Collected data
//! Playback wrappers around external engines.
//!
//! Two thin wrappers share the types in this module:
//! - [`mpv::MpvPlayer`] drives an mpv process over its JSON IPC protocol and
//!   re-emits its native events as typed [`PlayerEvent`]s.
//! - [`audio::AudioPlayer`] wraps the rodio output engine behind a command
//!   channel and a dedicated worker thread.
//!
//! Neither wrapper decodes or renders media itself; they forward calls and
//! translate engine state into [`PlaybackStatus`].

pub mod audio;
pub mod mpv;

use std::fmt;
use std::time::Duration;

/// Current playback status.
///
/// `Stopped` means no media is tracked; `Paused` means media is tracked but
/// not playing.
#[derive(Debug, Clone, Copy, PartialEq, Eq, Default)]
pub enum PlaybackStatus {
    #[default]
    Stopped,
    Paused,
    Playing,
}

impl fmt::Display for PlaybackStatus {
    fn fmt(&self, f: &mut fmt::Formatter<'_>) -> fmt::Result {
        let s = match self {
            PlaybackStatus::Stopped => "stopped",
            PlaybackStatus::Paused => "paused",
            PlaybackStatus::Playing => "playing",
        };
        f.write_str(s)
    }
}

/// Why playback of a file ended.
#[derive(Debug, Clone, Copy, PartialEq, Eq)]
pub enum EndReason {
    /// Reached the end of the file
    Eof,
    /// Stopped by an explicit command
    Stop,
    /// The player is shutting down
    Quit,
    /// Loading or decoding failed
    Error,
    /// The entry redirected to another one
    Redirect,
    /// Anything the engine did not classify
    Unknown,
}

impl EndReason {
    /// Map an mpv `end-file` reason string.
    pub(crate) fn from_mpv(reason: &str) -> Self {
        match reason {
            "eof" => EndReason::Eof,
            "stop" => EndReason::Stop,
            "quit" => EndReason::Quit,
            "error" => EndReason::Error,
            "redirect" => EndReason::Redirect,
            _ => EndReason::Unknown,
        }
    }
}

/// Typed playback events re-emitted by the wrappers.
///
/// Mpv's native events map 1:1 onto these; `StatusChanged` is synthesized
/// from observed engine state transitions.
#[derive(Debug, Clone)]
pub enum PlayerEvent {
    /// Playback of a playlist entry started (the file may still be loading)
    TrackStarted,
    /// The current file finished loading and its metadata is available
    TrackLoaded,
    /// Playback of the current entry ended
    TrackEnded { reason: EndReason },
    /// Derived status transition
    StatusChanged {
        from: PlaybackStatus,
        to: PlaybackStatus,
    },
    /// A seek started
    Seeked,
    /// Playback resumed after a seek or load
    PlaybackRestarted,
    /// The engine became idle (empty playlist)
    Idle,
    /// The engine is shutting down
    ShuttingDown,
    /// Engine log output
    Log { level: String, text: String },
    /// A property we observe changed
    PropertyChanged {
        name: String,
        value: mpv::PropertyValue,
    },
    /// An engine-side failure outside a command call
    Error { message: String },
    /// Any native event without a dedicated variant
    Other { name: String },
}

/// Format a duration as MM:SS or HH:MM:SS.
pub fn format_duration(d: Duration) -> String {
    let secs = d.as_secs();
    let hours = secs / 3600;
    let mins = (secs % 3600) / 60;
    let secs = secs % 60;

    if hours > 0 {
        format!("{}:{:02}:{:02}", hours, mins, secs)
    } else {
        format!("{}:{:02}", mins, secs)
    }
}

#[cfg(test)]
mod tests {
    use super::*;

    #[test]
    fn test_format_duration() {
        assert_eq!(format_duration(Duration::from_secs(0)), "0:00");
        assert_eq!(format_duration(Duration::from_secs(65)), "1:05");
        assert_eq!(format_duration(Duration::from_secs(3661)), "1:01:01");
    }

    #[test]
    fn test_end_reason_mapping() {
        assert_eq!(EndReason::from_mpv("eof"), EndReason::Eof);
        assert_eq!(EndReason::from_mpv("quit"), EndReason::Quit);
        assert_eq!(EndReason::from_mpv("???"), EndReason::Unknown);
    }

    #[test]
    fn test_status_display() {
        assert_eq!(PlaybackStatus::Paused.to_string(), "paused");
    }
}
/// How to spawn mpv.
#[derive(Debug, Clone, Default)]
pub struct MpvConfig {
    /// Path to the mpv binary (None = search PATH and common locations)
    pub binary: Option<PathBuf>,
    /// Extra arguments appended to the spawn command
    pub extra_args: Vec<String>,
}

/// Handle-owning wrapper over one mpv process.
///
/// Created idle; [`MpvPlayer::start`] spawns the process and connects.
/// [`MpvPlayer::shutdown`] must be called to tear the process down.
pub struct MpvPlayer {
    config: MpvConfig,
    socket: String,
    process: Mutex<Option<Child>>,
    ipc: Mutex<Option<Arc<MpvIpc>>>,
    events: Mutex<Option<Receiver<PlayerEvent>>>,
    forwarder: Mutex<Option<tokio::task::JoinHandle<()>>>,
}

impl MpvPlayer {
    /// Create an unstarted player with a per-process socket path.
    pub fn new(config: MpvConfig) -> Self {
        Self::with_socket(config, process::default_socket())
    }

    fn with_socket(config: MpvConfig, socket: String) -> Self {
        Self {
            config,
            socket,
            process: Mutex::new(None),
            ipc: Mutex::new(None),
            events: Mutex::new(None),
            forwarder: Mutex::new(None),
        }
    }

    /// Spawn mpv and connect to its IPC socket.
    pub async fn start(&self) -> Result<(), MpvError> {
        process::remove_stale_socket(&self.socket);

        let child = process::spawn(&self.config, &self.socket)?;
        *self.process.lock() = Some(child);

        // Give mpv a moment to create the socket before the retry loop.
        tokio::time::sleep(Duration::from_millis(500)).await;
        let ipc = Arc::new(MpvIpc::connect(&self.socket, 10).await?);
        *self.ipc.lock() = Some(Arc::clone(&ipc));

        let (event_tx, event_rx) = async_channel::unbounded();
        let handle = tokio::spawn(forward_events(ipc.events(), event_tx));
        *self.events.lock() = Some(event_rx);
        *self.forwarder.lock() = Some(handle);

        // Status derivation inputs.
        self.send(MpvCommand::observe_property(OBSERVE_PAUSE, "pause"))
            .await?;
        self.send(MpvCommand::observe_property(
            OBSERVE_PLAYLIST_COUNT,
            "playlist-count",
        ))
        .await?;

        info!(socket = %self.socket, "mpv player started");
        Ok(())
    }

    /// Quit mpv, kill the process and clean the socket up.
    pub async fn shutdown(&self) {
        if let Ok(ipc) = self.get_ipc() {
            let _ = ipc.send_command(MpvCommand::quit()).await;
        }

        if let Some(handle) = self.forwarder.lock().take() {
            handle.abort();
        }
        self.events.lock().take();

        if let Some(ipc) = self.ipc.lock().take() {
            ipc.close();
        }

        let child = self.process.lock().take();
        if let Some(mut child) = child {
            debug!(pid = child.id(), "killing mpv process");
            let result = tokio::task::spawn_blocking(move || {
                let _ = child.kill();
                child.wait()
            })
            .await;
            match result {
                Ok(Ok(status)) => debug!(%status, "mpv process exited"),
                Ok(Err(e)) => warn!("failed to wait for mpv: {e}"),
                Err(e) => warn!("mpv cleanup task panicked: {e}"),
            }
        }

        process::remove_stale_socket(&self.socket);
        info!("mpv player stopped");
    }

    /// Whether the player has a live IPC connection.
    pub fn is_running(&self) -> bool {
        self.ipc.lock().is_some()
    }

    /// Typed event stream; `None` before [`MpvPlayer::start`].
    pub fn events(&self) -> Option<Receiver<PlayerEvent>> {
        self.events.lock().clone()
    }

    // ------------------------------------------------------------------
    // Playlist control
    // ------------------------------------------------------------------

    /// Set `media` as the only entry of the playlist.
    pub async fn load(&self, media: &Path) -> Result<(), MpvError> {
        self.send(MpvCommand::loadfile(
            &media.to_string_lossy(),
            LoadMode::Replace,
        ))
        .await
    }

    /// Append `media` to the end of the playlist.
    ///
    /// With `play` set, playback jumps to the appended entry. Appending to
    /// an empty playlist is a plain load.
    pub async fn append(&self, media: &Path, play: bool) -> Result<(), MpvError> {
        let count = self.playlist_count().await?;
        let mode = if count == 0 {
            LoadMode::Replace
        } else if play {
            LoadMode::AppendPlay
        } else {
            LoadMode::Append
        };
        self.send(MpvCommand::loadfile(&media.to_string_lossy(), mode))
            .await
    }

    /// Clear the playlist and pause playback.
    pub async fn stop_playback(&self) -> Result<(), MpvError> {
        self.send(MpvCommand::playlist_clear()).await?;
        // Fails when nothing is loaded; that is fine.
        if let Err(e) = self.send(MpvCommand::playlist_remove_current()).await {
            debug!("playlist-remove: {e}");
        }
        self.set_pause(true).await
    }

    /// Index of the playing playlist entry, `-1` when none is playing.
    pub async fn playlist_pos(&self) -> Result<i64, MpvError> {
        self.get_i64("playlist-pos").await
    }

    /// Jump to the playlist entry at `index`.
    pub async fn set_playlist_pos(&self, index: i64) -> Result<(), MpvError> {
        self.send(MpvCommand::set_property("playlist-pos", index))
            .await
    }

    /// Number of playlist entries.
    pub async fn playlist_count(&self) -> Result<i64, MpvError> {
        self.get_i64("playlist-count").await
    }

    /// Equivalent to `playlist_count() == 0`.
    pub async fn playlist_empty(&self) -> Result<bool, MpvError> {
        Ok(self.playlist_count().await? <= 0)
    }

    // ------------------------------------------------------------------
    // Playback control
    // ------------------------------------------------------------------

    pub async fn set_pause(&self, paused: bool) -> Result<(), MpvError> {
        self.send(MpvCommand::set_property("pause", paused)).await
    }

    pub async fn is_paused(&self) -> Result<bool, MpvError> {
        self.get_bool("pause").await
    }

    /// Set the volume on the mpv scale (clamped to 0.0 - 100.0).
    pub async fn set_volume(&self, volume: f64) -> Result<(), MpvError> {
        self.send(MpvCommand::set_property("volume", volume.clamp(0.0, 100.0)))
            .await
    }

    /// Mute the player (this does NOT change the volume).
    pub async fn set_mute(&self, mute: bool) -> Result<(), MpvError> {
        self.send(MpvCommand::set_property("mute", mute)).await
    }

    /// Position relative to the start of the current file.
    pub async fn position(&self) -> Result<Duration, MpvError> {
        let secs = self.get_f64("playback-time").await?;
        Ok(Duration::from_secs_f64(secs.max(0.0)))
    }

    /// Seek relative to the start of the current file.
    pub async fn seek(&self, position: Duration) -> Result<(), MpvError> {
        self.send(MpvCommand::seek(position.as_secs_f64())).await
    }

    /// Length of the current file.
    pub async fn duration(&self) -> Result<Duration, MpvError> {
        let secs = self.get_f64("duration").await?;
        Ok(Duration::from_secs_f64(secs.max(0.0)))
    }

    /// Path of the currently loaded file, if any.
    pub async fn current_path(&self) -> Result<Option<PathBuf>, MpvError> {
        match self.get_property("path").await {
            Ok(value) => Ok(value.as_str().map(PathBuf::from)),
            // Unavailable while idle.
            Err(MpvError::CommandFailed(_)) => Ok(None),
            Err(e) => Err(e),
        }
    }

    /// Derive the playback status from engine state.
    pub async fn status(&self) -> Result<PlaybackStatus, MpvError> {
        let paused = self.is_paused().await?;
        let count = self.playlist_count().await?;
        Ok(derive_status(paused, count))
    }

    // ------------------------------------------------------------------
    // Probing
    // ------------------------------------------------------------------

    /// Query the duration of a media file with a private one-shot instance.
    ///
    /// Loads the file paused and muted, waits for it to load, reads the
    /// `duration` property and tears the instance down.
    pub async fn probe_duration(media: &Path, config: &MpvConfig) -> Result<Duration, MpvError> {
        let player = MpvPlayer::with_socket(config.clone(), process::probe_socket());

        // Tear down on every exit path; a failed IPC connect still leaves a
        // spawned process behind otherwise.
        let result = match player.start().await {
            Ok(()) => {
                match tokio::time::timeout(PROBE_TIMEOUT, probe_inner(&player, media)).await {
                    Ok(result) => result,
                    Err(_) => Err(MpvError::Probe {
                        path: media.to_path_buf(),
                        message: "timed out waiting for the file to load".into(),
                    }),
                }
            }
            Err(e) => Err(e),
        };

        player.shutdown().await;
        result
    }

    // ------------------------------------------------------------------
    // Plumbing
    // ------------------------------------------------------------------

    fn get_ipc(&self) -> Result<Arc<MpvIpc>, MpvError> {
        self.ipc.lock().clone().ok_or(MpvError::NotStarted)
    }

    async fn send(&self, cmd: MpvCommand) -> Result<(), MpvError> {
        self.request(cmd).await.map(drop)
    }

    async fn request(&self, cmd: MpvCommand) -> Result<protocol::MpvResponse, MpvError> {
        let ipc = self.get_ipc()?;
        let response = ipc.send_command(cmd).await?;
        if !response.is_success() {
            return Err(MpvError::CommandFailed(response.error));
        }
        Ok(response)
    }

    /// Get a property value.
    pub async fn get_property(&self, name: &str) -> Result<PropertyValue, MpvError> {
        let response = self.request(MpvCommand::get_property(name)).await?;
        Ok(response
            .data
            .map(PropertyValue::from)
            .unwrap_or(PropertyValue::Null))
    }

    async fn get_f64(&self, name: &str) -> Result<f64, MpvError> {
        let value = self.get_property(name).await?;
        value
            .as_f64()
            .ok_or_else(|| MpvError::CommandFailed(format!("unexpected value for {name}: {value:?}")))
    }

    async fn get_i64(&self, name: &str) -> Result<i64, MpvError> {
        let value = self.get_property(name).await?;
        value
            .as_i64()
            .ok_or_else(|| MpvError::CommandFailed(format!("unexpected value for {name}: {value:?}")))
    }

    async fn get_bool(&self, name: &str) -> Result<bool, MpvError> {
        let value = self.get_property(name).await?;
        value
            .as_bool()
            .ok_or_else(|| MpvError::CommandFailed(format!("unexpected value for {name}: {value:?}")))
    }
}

WHAT IS NEEDED
Copy exactly the stretch of data above from the line with "its IPC socket." through the line with "the socket up.", and omit all other lines.

RESULT
    /// Spawn mpv and connect to its IPC socket.
    pub async fn start(&self) -> Result<(), MpvError> {
        process::remove_stale_socket(&self.socket);

        let child = process::spawn(&self.config, &self.socket)?;
        *self.process.lock() = Some(child);

        // Give mpv a moment to create the socket before the retry loop.
        tokio::time::sleep(Duration::from_millis(500)).await;
        let ipc = Arc::new(MpvIpc::connect(&self.socket, 10).await?);
        *self.ipc.lock() = Some(Arc::clone(&ipc));

        let (event_tx, event_rx) = async_channel::unbounded();
        let handle = tokio::spawn(forward_events(ipc.events(), event_tx));
        *self.events.lock() = Some(event_rx);
        *self.forwarder.lock() = Some(handle);

        // Status derivation inputs.
        self.send(MpvCommand::observe_property(OBSERVE_PAUSE, "pause"))
            .await?;
        self.send(MpvCommand::observe_property(
            OBSERVE_PLAYLIST_COUNT,
            "playlist-count",
        ))
        .await?;

        info!(socket = %self.socket, "mpv player started");
        Ok(())
    }

    /// Quit mpv, kill the process and clean the socket up.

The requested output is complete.